What is computational neuroscience? Simply put, it is the field that is concerned with how the brain computes. The word “compute” is not necessarily an analogy with the computer, and it must be understood in a broad sense. It simply refers to the operations that must be carried out to perform cognitive functions (walking, recognizing a face, speaking). Put this way, it might seem that this is pretty much the entire field of neuroscience. What distinguishes computational neuroscience, then, is that this field seeks a mechanistic understanding of these operations, to the point that they could potentially be simulated on a computer. Note that this means neither that computational neuroscience is mostly about simulating the brain, nor that the brain is thought of as a computer. It simply refers to the materialistic assumption that, if all the laws that underlie cognition are known in details, then it should be possible to artificially reproduce them (assuming sufficient equipment).
Another related terminology is “theoretical neuroscience”. This is somewhat broader than computational neuroscience, and is probably an analogy to theoretical physics, a branch of physics that relies heavily on mathematical models. Theoretical neuroscience is not necessarily concerned with computation, at least not directly. One example could be the demonstration that action potential velocity is proportional to diameter in myelinated axons, and to the square root of the diameter in unmyelinated axons. This demonstration uses cable theory, a biophysical theory describing the propagation of electrical activity in axons and dendrites.
“Quantitative neuroscience” also refers to the use of quantitative mathematical models as a tool to understand brain function or dynamics, but the substitution of “quantitative” for “theoretical” suggests that the field is more concerned with data analysis (as opposed to theories of how the brain works).
Finally, “neural modeling” is concerned with the use of quantitative neural models, in general biophysical models. The terminology suggests a data-driven approach, i.e., building models of neural networks from experimental measurements, based on existing theories. This is why I am somewhat uneasy with this terminology, for epistemological reasons. The data-driven approach implicitly assumes that it is possible and meaningful to build a functioning neural network from a set of measurements alone. This raises two critical issues. One is that it is based on what Francisco Varela called “neurophysiological subjectivism” (see this related post), the idea that perception is the result of neural network dynamics. Neurophysiological subjectivism is problematic because (in particular) it fails to fully recognize the defining property of living beings, which is teleonomy (in other words, function). Living organisms are constrained on one hand by their physical substrate, but on the other hand this substrate is tightly constrained by evolution – this is precisely what makes them living beings and not just spin glasses. The data-driven approach only considers the constraints deriving from measurements, not the functional constraints, but this essentially amounts to denying the fact that the object of study is part of a living being. Alternatively, it assumes that measurements are sufficiently constraining that function is entirely implied, which seems naive.
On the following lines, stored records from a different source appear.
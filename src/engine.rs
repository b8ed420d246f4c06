//! The conversion pipeline: path to polygon, polygon operations, polygon
//! back to path.
//!
//! [`PolyEngine`] bundles a [`PolyConfig`] with a [`GeometryKernel`]. The
//! free functions at the bottom of this module run on
//! `PolyEngine::default()`.

use crate::config::PolyConfig;
use crate::error::PolyError;
use crate::kernel::{GeometryKernel, SweepKernel};
use crate::path::{
    flatten_path, perturb_vertices, remove_adjacent_duplicates, separate_coincident_points,
    FlattenMode, Path, Vertex, VertexList, PERTURB_SEED,
};
use crate::polygon::{polygon_to_path, FillRule, Polygon, StrokeStyle};
use crate::primitives::Point2;
use crate::winding::correct_winding;

/// Path and polygon operations over a geometry kernel.
#[derive(Debug, Clone)]
pub struct PolyEngine<K = SweepKernel> {
    config: PolyConfig,
    kernel: K,
}

impl Default for PolyEngine<SweepKernel> {
    fn default() -> Self {
        let config = PolyConfig::default();
        Self {
            kernel: SweepKernel::new(config.kernel_epsilon),
            config,
        }
    }
}

impl PolyEngine<SweepKernel> {
    /// Engine on the bundled kernel, using the config's epsilon.
    ///
    /// Fails with [`PolyError::InvalidConfig`] when `config` does not
    /// validate.
    pub fn new(config: PolyConfig) -> Result<Self, PolyError> {
        Self::with_kernel(config, SweepKernel::new(config.kernel_epsilon))
    }
}

impl<K: GeometryKernel> PolyEngine<K> {
    /// Engine on a caller-supplied kernel. The config is validated first.
    pub fn with_kernel(config: PolyConfig, kernel: K) -> Result<Self, PolyError> {
        config.validate()?;
        Ok(Self { config, kernel })
    }

    #[inline]
    pub fn config(&self) -> &PolyConfig {
        &self.config
    }

    #[inline]
    pub fn kernel(&self) -> &K {
        &self.kernel
    }

    /// Fills `path` under the even-odd rule.
    ///
    /// Shapes with more contours than `max_contours` are abandoned: one
    /// warning is logged under the `pathpoly::guard` target and the empty
    /// polygon comes back.
    ///
    /// # Example
    ///
    /// ```
    /// use pathpoly::{Path, PolyEngine};
    ///
    /// let engine = PolyEngine::default();
    /// let square = Path::rectangle(0.0, 0.0, 10.0, 10.0);
    /// let polygon = engine.fill_to_polygon(&square);
    ///
    /// assert_eq!(polygon.contour_count(), 1);
    /// assert_eq!(polygon.net_area(), 100.0);
    /// ```
    pub fn fill_to_polygon(&self, path: &Path) -> Polygon {
        match self.guarded_fill(path) {
            Some(polygon) => {
                let resolved = self.kernel.resolve_winding(polygon, FillRule::EvenOdd);
                log::debug!(
                    target: "pathpoly::engine",
                    "fill: {} segments -> {} contours",
                    path.len(),
                    resolved.contour_count()
                );
                resolved
            }
            None => self.empty_polygon(),
        }
    }

    /// Outlines `path` with `style`. Subpaths consisting of a single point
    /// are stretched by `dot_nudge` first so they still leave a mark.
    ///
    /// Cleaning merges a curve's first sample into the `MoveTo` before it,
    /// and the merged vertex no longer opens a contour. A subpath that
    /// starts with a curve directly after its `MoveTo` is therefore
    /// stroked as a continuation of the previous subpath, with a band
    /// joining the two. Subpaths whose first drawing segment is a line to a
    /// distinct point stay separate.
    pub fn stroke_to_polygon(&self, path: &Path, style: &StrokeStyle) -> Polygon {
        let vertices = self.flatten_clean(path, FlattenMode::Stroke);
        let polygon = self
            .kernel
            .stroke_convert(&vertices, style, self.config.stroke_flatness);
        log::debug!(
            target: "pathpoly::engine",
            "stroke: {} vertices, width {} -> {} contours",
            vertices.len(),
            style.width,
            polygon.contour_count()
        );
        polygon
    }

    /// Region covered by both polygons.
    pub fn intersect(&self, a: &Polygon, b: &Polygon) -> Polygon {
        self.kernel.intersect(a, b)
    }

    /// Region covered by either polygon.
    pub fn union(&self, a: &Polygon, b: &Polygon) -> Polygon {
        self.kernel.union(a, b)
    }

    /// Axis-aligned box as one unresolved five-point contour:
    /// `(x1,y1) (x1,y2) (x2,y2) (x2,y1) (x1,y1)`.
    ///
    /// A box with no width and no height has no contour at all.
    pub fn create_box(&self, x1: f64, y1: f64, x2: f64, y2: f64) -> Polygon {
        let corners = [(x1, y1), (x1, y2), (x2, y2), (x2, y1), (x1, y1)];
        let vertices: Vec<Vertex> = corners
            .iter()
            .enumerate()
            .map(|(i, &(x, y))| {
                let p = Point2::new(x, y);
                if i == 0 {
                    Vertex::move_to(p)
                } else {
                    Vertex::line_to(p)
                }
            })
            .collect();
        self.kernel.fill_convert(&VertexList::new(vertices))
    }

    /// Rewrites a path filled under the non-zero-style convention of
    /// circular (positive) winding into an equivalent path for even-odd
    /// filling. `None` when nothing is filled.
    pub fn circular_to_even_odd(&self, path: &Path) -> Option<Path> {
        let polygon = self.guarded_fill(path)?;
        let resolved = self.kernel.resolve_winding(polygon, FillRule::Positive);
        polygon_to_path(&resolved)
    }

    /// Flattened, cleaned, converted and winding-corrected fill, before any
    /// resolution. `None` when the shape trips the contour ceiling.
    fn guarded_fill(&self, path: &Path) -> Option<Polygon> {
        let mut vertices = self.flatten_clean(path, FlattenMode::Fill);
        if self.config.perturbation > 0.0 {
            perturb_vertices(vertices.as_mut_vec(), self.config.perturbation, PERTURB_SEED);
        }
        let mut polygon = self.kernel.fill_convert(&vertices);
        correct_winding(path, &mut polygon);

        let contours = polygon.contour_count();
        if contours > self.config.max_contours {
            log::warn!(
                target: "pathpoly::guard",
                "abandoning fill of {} contours over the limit of {} ({} drawing segments)",
                contours,
                self.config.max_contours,
                path.drawing_segment_count()
            );
            return None;
        }

        Some(polygon)
    }

    fn flatten_clean(&self, path: &Path, mode: FlattenMode) -> VertexList {
        let mut vertices = flatten_path(
            path,
            mode,
            self.config.subdivision_factor,
            self.config.dot_nudge,
        );
        let flattened = vertices.len();

        remove_adjacent_duplicates(vertices.as_mut_vec());
        if self.config.separate_coincident {
            separate_coincident_points(vertices.as_mut_vec());
        }

        debug_assert!(!vertices.has_adjacent_duplicates() || self.config.separate_coincident);
        log::trace!(
            target: "pathpoly::engine",
            "flattened {} segments to {} vertices, {} after cleaning",
            path.len(),
            flattened,
            vertices.len()
        );
        vertices
    }

    /// The canonical empty polygon: a zero-width stroke of an empty path.
    fn empty_polygon(&self) -> Polygon {
        let nothing = VertexList::new(Vec::new());
        self.kernel.stroke_convert(
            &nothing,
            &StrokeStyle::with_width(0.0),
            self.config.stroke_flatness,
        )
    }
}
The second major issue with the data-driven approach is that it has a strong flavor of inductivism. That is, it implicitly assumes that a functioning model is directly implied by a finite set of measurements. But inductivism is a philosophical error, for there are an infinite number of theories (or “models”) consistent with any finite set of observations (an error pointed out by Hume, for example). In fact, Popper and his followers also noted that inductivism commits another philosophical error, which is to think that there is such a thing as a “pure observation”. Experimental results are always to be interpreted in a specific theoretical context (a.k.a. the “Methods” section). One does not “measure” a model. One performs a specific experiment and observes the outcome with tools, which are themselves based on currently accepted theories. In other words, an experimental result is the answer to a specific question. But the type of question is not “What is the time constant of the model?”, but rather “What exponential function can I best fit to the electrical response of this neuron to a current pulse?”. Measurements may then provide constraints on possible models, but they never imply a model. In addition, as I noted above, physical constraints (implied by measurements) are only one side of the story, functional constraints are the other side. Neglecting this other side means studying a “soup of neurons”, not the brain.
In summary, it is often stated or implied that “realistic” models are those that are based on measurements: this is 1) an inductivist mistake, 2) a tragic disregard of what defines living beings, i.e. functional constraints.
I will end this post by asking a question: what is a better description of the brain? A soup of “realistic” neurons or a more conceptual mechanistic description of how interacting neurons support cognitive functions?
Perhaps we want neuron soup, since we already understand conceptually how neurons support cognitive function?
I think the answer also depends on the level of accuracy one wants, since "cognitive functions" are emergent concepts like "atoms", which have only a limited regime of validity, compared respectively to neurons or to electrons and protons. A simple and beautiful theory is like being able to operate near a fixed point of a renormalization flow. At low energies, non-renormalizable theories look like renormalizable theories, and we can use the latter. But at high energies, we need non renormalizable thoeries to describe things like massive neutrinos.